Sekarang setiap masalah atau proyek baru yang muncul, bahkan sesuatu yang sangat sederhana seperti menempelkan furnitur ke dinding, pada dasarnya saya hindari untuk mencegah kecemasan dan rasa bersalah muncul.
Rasa bersalah bukanlah emosi yang sangat membantu, terutama jika tidak dihadapi dengan cara yang produktif. Maksud saya adalah ketika Anda menjalani hidup menghindari orang, peluang, atau proyek karena Anda tidak ingin merasakannya kecemasan antisipatif (sebelum) atau kemungkinan rasa bersalah (setelah) interaksi tersebut dengan orang, peluang, atau proyek tersebut, Anda lewatkan pada banyak. Atau lebih buruk lagi, saya menempatkan putri saya dalam bahaya karena saya tidak ingin mengakui perasaan tidak nyaman ini tentang proyek (mungkin sederhana).
Jadi apa yang harus dilakukan dengan rasa bersalah yang tidak membantu ini?
flickr / Walter Schrer
Kesalahan bisa membantu ketika dihadapi secara produktif. Dalam kasus saya, itu mungkin terlihat seperti mengakui perasaan saya tentang proyek tersebut kepada istri saya sehingga kami dapat secara konstruktif mengidentifikasi solusi untuk masalah tersebut, alih-alih menghindarinya sama sekali. Jika saya masih merasa bersalah, saya dapat meminta maaf kepadanya karena telah menunda ini dan begitu banyak proyek sebelumnya, dan menyatakan kesediaan saya untuk mencoba lagi di masa depan.

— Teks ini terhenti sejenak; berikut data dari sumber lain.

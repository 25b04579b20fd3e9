// SPDX-License-Identifier: GPL-3.0-only

//! Code 128 scanline decoding
//!
//! Symbols are eleven modules wide as three bars and three spaces; the stop
//! pattern adds a terminating bar for thirteen modules. The symbol check
//! character is a weighted sum mod 103 over the data symbols.

use super::RowAttempt;
use super::scanline::Run;
use tracing::trace;

/// Symbol patterns as six run widths in modules, indexed by symbol value
const PATTERNS: [[u8; 6]; 106] = [
    [2, 1, 2, 2, 2, 2],
    [2, 2, 2, 1, 2, 2],
    [2, 2, 2, 2, 2, 1],
    [1, 2, 1, 2, 2, 3],
    [1, 2, 1, 3, 2, 2],
    [1, 3, 1, 2, 2, 2],
    [1, 2, 2, 2, 1, 3],
    [1, 2, 2, 3, 1, 2],
    [1, 3, 2, 2, 1, 2],
    [2, 2, 1, 2, 1, 3],
    [2, 2, 1, 3, 1, 2],
    [2, 3, 1, 2, 1, 2],
    [1, 1, 2, 2, 3, 2],
    [1, 2, 2, 1, 3, 2],
    [1, 2, 2, 2, 3, 1],
    [1, 1, 3, 2, 2, 2],
    [1, 2, 3, 1, 2, 2],
    [1, 2, 3, 2, 2, 1],
    [2, 2, 3, 2, 1, 1],
    [2, 2, 1, 1, 3, 2],
    [2, 2, 1, 2, 3, 1],
    [2, 1, 3, 2, 1, 2],
    [2, 2, 3, 1, 1, 2],
    [3, 1, 2, 1, 3, 1],
    [3, 1, 1, 2, 2, 2],
    [3, 2, 1, 1, 2, 2],
    [3, 2, 1, 2, 2, 1],
    [3, 1, 2, 2, 1, 2],
    [3, 2, 2, 1, 1, 2],
    [3, 2, 2, 2, 1, 1],
    [2, 1, 2, 1, 2, 3],
    [2, 1, 2, 3, 2, 1],
    [2, 3, 2, 1, 2, 1],
    [1, 1, 1, 3, 2, 3],
    [1, 3, 1, 1, 2, 3],
    [1, 3, 1, 3, 2, 1],
    [1, 1, 2, 3, 1, 3],
    [1, 3, 2, 1, 1, 3],
    [1, 3, 2, 3, 1, 1],
    [2, 1, 1, 3, 1, 3],
    [2, 3, 1, 1, 1, 3],
    [2, 3, 1, 3, 1, 1],
    [1, 1, 2, 1, 3, 3],
    [1, 1, 2, 3, 3, 1],
    [1, 3, 2, 1, 3, 1],
    [1, 1, 3, 1, 2, 3],
    [1, 1, 3, 3, 2, 1],
    [1, 3, 3, 1, 2, 1],
    [3, 1, 3, 1, 2, 1],
    [2, 1, 1, 3, 3, 1],
    [2, 3, 1, 1, 3, 1],
    [2, 1, 3, 1, 1, 3],
    [2, 1, 3, 3, 1, 1],
    [2, 1, 3, 1, 3, 1],
    [3, 1, 1, 1, 2, 3],
    [3, 1, 1, 3, 2, 1],
    [3, 3, 1, 1, 2, 1],
    [3, 1, 2, 1, 1, 3],
    [3, 1, 2, 3, 1, 1],
    [3, 3, 2, 1, 1, 1],
    [3, 1, 4, 1, 1, 1],
    [2, 2, 1, 4, 1, 1],
    [4, 3, 1, 1, 1, 1],
    [1, 1, 1, 2, 2, 4],
    [1, 1, 1, 4, 2, 2],
    [1, 2, 1, 1, 2, 4],
    [1, 2, 1, 4, 2, 1],
    [1, 4, 1, 1, 2, 2],
    [1, 4, 1, 2, 2, 1],
    [1, 1, 2, 2, 1, 4],
    [1, 1, 2, 4, 1, 2],
    [1, 2, 2, 1, 1, 4],
    [1, 2, 2, 4, 1, 1],
    [1, 4, 2, 1, 1, 2],
    [1, 4, 2, 2, 1, 1],
    [2, 4, 1, 2, 1, 1],
    [2, 2, 1, 1, 1, 4],
    [4, 1, 3, 1, 1, 1],
    [2, 4, 1, 1, 1, 2],
    [1, 3, 4, 1, 1, 1],
    [1, 1, 1, 2, 4, 2],
    [1, 2, 1, 1, 4, 2],
    [1, 2, 1, 2, 4, 1],
    [1, 1, 4, 2, 1, 2],
    [1, 2, 4, 1, 1, 2],
    [1, 2, 4, 2, 1, 1],
    [4, 1, 1, 2, 1, 2],
    [4, 2, 1, 1, 1, 2],
    [4, 2, 1, 2, 1, 1],
    [2, 1, 2, 1, 4, 1],
    [2, 1, 4, 1, 2, 1],
    [4, 1, 2, 1, 2, 1],
    [1, 1, 1, 1, 4, 3],
    [1, 1, 1, 3, 4, 1],
    [1, 3, 1, 1, 4, 1],
    [1, 1, 4, 1, 1, 3],
    [1, 1, 4, 3, 1, 1],
    [4, 1, 1, 1, 1, 3],
    [4, 1, 1, 3, 1, 1],
    [1, 1, 3, 1, 4, 1],
    [1, 1, 4, 1, 3, 1],
    [3, 1, 1, 1, 4, 1],
    [4, 1, 1, 1, 3, 1],
    [2, 1, 1, 4, 1, 2],
    [2, 1, 1, 2, 1, 4],
    [2, 1, 1, 2, 3, 2],
];

/// Stop pattern as seven run widths (thirteen modules)
const STOP_PATTERN: [u8; 7] = [2, 3, 3, 1, 1, 1, 2];

const START_A: u8 = 103;
const START_B: u8 = 104;
const START_C: u8 = 105;

/// Largest accepted total deviation, in modules, when matching one symbol
const MAX_SYMBOL_ERROR: f32 = 1.2;

/// Hard cap on symbols per row, to bound scanning of noise
const MAX_SYMBOLS: usize = 64;

#[derive(Debug, Clone, Copy, PartialEq, Eq)]
enum CodeSet {
    A,
    B,
    C,
}

/// Try to decode one scanline as Code 128
pub(crate) fn decode_row(runs: &[Run]) -> RowAttempt {
    let mut located = false;

    for start in 0..runs.len() {
        if !runs[start].dark || start + 6 > runs.len() {
            continue;
        }

        let Some(start_value) = match_symbol(&runs[start..start + 6]) else {
            continue;
        };
        if !(START_A..=START_C).contains(&start_value) {
            continue;
        }

        let total: u32 = runs[start..start + 6].iter().map(|r| r.len).sum();
        let module = total as f32 / 11.0;
        if start > 0 && (runs[start - 1].len as f32) < 2.0 * module {
            continue;
        }

        located = true;
        match walk_symbols(runs, start, start_value) {
            Some(values) => {
                if let Some(text) = validate_and_translate(&values)
                    && !text.is_empty()
                {
                    return RowAttempt::Decoded(text);
                }
                trace!("Code 128 candidate failed check character or translation");
            }
            None => trace!("Code 128 start symbol without a stop pattern"),
        }
    }

    if located {
        RowAttempt::Located
    } else {
        RowAttempt::Nothing
    }
}

/// Collect symbol values from a start symbol up to the stop pattern
fn walk_symbols(runs: &[Run], start: usize, start_value: u8) -> Option<Vec<u8>> {
    let mut values = vec![start_value];
    let mut pos = start + 6;

    loop {
        if pos + 7 <= runs.len() && is_stop(&runs[pos..pos + 7]) {
            return Some(values);
        }
        if pos + 6 > runs.len() || values.len() > MAX_SYMBOLS {
            return None;
        }
        values.push(match_symbol(&runs[pos..pos + 6])?);
        pos += 6;
    }
}

/// Verify the check character, then translate data symbols to text
fn validate_and_translate(values: &[u8]) -> Option<String> {
    // Start, at least a check character, and the stop already consumed
    if values.len() < 2 {
        return None;
    }
    let check = values[values.len() - 1];
    let data = &values[1..values.len() - 1];

    let mut sum = values[0] as u32;
    for (i, &v) in data.iter().enumerate() {
        sum += v as u32 * (i as u32 + 1);
    }
    if (sum % 103) as u8 != check {
        return None;
    }

    translate(values[0], data)
}

fn translate(start: u8, data: &[u8]) -> Option<String> {
    let mut set = match start {
        START_A => CodeSet::A,
        START_B => CodeSet::B,
        START_C => CodeSet::C,
        _ => return None,
    };
    let mut shift: Option<CodeSet> = None;
    let mut out = String::new();

    for &v in data {
        let active = shift.take().unwrap_or(set);
        match active {
            CodeSet::C => match v {
                0..=99 => {
                    out.push((b'0' + v / 10) as char);
                    out.push((b'0' + v % 10) as char);
                }
                100 => set = CodeSet::B,
                101 => set = CodeSet::A,
                102 => {} // FNC1
                _ => return None,
            },
            CodeSet::B => match v {
                0..=95 => out.push((32 + v) as char),
                96 | 97 | 100 | 102 => {} // FNC3/FNC2/FNC4/FNC1
                98 => shift = Some(CodeSet::A),
                99 => set = CodeSet::C,
                101 => set = CodeSet::A,
                _ => return None,
            },
            CodeSet::A => match v {
                0..=63 => out.push((32 + v) as char),
                64..=95 => out.push((v - 64) as char),
                96 | 97 | 101 | 102 => {} // FNC3/FNC2/FNC4/FNC1
                98 => shift = Some(CodeSet::B),
                99 => set = CodeSet::C,
                100 => set = CodeSet::B,
                _ => return None,
            },
        }
    }

    Some(out)
}

/// Match six runs against the symbol table by minimal width deviation
fn match_symbol(group: &[Run]) -> Option<u8> {
    let total: u32 = group.iter().map(|r| r.len).sum();
    if total == 0 {
        return None;
    }
    let norm: Vec<f32> = group
        .iter()
        .map(|r| r.len as f32 * 11.0 / total as f32)
        .collect();

    let mut best: Option<(f32, u8)> = None;
    for (value, pattern) in PATTERNS.iter().enumerate() {
        let err: f32 = norm
            .iter()
            .zip(pattern.iter())
            .map(|(n, &p)| (n - p as f32).abs())
            .sum();
        if best.is_none_or(|(best_err, _)| err < best_err) {
            best = Some((err, value as u8));
        }
    }

    match best {
        Some((err, value)) if err <= MAX_SYMBOL_ERROR => Some(value),
        _ => None,
    }
}

fn is_stop(group: &[Run]) -> bool {
    if !group[0].dark {
        return false;
    }
    let total: u32 = group.iter().map(|r| r.len).sum();
    if total == 0 {
        return false;
    }
    let err: f32 = group
        .iter()
        .zip(STOP_PATTERN.iter())
        .map(|(r, &p)| (r.len as f32 * 13.0 / total as f32 - p as f32).abs())
        .sum();
    err <= 1.5
}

Atau saya hanya bisa menerima bahwa saya bukan tukang dan membayar seseorang untuk melakukan tugas semacam ini untuk kami. Lagi pula, ketika proyek dilakukan oleh seorang ahli, itu menyelamatkan saya dari kecemasan menginginkannya menjadi sempurna dan waktu yang harus saya habiskan untuk mempelajari apa yang harus dilakukan dan bagaimana melakukannya.
Sesederhana kedengarannya untuk dipelajari, saya tidak merasa ingin mengetahuinya.
Ini menjadi proses pembelajaran bagi saya. Saya nyaman dengan emosi, tetapi tidak dengan palu di tangan saya. Tidak apa-apa! Semakin cepat saya menerimanya, semakin cepat saya dapat fokus pada hal-hal yang sebenarnya saya kuasai dan nikmati, seperti mengajari putri saya cara memanjat, err, maksud saya membaca!
Ryan Engelstad adalah seorang terapis/ayah yang berusaha menemukan keseimbangan antara 2. Dia menulis tentang ini dan lebih banyak lagi di Medium. Lihat dia di Indonesia.